Source records
§
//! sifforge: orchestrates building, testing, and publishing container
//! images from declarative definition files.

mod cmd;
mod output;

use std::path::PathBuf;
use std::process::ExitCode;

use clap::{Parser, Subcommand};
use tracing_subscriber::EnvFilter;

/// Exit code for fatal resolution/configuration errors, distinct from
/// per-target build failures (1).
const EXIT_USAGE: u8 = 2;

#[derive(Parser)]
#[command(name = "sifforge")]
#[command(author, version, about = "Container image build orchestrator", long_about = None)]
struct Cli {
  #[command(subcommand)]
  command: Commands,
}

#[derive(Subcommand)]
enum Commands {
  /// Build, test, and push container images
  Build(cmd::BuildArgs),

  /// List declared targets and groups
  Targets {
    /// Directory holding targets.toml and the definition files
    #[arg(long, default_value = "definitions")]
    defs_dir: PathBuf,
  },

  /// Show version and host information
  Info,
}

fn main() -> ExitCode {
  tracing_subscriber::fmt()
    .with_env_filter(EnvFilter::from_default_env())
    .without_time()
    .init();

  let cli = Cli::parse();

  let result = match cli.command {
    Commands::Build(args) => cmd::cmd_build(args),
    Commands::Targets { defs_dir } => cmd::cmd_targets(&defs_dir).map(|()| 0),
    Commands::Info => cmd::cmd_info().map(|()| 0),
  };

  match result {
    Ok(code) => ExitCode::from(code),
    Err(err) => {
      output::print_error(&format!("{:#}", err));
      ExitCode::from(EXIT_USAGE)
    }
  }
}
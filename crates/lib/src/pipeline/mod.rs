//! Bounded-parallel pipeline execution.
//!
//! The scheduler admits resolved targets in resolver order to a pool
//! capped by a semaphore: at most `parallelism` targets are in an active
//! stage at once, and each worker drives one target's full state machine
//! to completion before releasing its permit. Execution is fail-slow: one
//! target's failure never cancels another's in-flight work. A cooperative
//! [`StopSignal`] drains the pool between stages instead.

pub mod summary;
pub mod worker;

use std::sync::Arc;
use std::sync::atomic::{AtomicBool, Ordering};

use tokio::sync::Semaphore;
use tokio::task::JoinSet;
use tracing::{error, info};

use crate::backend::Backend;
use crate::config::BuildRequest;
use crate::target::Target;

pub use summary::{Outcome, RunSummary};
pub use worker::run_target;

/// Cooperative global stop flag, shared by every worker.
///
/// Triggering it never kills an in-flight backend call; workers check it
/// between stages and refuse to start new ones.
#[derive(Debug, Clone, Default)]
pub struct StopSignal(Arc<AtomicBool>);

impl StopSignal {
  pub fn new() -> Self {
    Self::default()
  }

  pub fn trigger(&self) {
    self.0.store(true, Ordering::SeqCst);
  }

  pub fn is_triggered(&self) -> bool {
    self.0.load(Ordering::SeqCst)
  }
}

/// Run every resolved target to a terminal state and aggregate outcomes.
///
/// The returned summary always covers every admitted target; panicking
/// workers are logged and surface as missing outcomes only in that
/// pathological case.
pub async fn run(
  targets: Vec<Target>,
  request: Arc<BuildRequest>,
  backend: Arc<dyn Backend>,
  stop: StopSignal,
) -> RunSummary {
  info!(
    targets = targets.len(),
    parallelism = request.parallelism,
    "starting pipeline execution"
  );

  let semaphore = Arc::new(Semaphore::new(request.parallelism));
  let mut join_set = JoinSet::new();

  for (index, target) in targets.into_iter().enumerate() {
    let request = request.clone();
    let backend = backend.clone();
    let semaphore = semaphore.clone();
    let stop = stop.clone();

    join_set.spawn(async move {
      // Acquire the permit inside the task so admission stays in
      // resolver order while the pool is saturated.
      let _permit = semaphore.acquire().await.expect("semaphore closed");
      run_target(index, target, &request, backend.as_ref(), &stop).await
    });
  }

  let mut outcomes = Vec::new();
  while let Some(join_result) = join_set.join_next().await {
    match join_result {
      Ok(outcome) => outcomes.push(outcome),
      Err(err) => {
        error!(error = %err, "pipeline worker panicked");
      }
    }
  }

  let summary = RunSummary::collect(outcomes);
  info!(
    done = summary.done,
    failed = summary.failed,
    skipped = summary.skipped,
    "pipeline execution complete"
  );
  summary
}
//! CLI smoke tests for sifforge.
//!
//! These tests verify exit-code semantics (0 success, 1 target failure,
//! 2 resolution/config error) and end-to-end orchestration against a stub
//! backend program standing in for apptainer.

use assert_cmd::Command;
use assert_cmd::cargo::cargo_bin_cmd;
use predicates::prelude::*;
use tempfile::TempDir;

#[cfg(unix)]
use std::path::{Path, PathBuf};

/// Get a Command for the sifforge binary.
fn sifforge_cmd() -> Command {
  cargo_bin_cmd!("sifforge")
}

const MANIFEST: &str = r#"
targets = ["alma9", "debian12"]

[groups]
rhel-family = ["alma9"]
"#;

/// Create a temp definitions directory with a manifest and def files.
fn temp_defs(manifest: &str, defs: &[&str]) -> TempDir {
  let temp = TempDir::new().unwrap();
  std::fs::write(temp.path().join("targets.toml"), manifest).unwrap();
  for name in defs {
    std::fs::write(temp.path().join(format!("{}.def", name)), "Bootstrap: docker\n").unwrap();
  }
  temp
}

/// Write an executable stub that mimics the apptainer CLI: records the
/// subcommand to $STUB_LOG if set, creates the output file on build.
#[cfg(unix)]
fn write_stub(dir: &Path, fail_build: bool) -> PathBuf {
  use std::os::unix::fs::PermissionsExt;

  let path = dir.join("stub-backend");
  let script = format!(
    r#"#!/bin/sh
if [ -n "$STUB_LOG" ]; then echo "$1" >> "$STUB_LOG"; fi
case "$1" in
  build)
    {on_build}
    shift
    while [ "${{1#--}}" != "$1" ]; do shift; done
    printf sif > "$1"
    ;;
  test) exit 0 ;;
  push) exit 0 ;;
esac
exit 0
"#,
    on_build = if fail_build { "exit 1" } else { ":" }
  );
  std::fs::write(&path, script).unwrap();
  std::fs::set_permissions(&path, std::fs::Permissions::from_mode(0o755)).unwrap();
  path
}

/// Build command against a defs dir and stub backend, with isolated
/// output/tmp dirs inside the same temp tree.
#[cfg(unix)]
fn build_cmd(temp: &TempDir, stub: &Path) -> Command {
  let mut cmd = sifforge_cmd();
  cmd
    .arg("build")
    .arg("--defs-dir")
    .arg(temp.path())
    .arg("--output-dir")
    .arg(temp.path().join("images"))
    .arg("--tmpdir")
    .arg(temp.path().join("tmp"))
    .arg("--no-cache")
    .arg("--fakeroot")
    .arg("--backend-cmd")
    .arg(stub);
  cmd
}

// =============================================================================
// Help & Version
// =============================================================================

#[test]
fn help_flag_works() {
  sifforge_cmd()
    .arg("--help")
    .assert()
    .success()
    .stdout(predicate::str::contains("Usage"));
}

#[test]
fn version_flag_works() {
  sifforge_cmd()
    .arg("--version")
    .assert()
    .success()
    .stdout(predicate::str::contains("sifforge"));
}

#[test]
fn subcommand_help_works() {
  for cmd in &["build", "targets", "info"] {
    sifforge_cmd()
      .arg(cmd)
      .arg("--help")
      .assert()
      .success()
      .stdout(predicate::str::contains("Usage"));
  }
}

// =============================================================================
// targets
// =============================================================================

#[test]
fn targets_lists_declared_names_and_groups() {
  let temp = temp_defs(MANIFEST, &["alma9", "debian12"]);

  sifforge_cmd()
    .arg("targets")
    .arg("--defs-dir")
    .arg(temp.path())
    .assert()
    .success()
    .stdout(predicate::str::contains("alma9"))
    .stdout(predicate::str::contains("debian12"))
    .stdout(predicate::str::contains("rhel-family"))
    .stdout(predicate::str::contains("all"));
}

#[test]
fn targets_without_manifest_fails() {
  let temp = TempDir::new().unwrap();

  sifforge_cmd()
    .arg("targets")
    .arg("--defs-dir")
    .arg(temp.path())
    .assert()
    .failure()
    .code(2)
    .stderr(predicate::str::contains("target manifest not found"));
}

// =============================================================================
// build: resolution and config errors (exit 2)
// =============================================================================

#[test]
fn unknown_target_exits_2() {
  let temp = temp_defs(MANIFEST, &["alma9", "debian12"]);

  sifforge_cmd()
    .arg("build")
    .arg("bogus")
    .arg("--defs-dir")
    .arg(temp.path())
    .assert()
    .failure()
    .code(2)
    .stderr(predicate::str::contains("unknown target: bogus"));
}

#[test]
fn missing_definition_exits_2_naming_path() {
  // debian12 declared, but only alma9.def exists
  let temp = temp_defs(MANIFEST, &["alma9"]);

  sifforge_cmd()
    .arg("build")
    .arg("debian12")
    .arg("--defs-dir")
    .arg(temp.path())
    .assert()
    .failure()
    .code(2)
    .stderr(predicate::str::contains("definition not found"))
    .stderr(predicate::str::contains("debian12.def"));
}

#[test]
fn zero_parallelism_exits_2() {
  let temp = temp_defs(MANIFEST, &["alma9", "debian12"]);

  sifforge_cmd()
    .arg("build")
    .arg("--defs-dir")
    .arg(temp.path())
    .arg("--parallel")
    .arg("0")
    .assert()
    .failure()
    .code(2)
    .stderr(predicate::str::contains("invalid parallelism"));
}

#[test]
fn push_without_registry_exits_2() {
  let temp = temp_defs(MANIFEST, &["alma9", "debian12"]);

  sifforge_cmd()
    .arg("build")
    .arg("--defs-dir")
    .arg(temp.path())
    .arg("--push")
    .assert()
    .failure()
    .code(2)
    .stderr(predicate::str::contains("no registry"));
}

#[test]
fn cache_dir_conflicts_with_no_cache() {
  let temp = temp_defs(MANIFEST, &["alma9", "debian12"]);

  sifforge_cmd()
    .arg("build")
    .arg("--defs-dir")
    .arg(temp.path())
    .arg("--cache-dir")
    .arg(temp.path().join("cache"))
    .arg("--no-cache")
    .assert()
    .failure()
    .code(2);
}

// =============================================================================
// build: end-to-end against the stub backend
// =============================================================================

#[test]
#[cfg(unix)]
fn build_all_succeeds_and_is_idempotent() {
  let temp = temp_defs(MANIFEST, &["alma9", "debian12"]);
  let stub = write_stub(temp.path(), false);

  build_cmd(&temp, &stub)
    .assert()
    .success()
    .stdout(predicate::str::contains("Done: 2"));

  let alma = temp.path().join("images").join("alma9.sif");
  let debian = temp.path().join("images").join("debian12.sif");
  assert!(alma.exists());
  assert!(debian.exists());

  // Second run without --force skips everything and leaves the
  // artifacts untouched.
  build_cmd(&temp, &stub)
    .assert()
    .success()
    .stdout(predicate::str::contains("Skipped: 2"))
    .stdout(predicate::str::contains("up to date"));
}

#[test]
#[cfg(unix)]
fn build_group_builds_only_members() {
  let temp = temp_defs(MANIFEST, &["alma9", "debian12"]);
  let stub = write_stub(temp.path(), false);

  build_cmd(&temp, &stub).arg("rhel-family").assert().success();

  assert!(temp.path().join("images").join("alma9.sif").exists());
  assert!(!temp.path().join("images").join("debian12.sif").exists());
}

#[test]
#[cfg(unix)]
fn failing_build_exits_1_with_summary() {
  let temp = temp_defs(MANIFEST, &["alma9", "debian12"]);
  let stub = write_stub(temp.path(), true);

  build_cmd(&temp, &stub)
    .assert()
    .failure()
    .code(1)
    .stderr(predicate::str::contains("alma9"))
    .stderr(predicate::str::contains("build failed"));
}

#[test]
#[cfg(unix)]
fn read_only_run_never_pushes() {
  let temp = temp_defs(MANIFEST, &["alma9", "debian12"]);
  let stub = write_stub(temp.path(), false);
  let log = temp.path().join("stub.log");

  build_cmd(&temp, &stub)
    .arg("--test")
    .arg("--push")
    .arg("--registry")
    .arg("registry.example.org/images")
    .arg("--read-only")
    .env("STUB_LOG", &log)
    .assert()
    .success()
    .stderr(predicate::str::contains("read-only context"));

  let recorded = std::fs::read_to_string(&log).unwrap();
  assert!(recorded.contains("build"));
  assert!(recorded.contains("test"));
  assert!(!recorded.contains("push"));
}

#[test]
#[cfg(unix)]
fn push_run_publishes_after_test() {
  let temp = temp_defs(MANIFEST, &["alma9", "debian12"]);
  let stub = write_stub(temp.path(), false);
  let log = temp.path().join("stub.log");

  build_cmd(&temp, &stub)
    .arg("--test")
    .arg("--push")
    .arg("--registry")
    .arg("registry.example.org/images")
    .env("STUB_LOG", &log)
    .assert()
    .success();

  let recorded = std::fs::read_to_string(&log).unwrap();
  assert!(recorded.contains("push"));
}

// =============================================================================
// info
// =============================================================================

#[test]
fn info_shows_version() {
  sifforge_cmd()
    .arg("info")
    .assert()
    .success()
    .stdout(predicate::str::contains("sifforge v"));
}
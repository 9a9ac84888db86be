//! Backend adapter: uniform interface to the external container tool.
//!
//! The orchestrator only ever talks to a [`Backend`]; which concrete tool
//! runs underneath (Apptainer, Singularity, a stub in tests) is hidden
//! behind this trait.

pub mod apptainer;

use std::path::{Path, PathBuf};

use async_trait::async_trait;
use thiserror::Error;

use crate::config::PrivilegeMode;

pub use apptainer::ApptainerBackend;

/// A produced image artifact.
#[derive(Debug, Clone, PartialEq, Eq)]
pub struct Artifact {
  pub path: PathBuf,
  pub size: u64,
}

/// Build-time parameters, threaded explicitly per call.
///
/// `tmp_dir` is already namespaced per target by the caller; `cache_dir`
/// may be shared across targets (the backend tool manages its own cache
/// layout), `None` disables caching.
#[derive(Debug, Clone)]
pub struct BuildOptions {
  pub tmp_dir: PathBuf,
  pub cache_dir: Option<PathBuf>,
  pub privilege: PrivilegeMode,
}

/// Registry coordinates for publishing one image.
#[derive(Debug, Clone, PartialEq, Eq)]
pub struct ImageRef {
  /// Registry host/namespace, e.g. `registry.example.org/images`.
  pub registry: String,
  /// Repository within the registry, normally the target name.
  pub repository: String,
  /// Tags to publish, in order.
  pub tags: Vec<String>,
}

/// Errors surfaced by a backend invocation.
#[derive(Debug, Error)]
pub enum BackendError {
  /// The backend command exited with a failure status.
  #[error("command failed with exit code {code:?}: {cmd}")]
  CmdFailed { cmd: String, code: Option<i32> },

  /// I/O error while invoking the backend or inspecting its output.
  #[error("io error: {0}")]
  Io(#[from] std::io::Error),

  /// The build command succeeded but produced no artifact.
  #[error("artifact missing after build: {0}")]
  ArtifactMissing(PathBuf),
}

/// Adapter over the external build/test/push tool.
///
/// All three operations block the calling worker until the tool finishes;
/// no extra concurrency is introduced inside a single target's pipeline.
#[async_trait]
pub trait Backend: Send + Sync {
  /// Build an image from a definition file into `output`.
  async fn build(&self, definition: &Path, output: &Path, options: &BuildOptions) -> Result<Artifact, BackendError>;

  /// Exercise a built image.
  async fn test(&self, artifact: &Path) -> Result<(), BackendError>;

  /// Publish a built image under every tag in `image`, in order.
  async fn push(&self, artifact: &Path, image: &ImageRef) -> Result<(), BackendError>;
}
§
→ **What to work on**:
In the entries above, find each line with the string "RunSummary" and copy it.

→ **Response to the task**:
pub use summary::{Outcome, RunSummary};
) -> RunSummary {
  let summary = RunSummary::collect(outcomes);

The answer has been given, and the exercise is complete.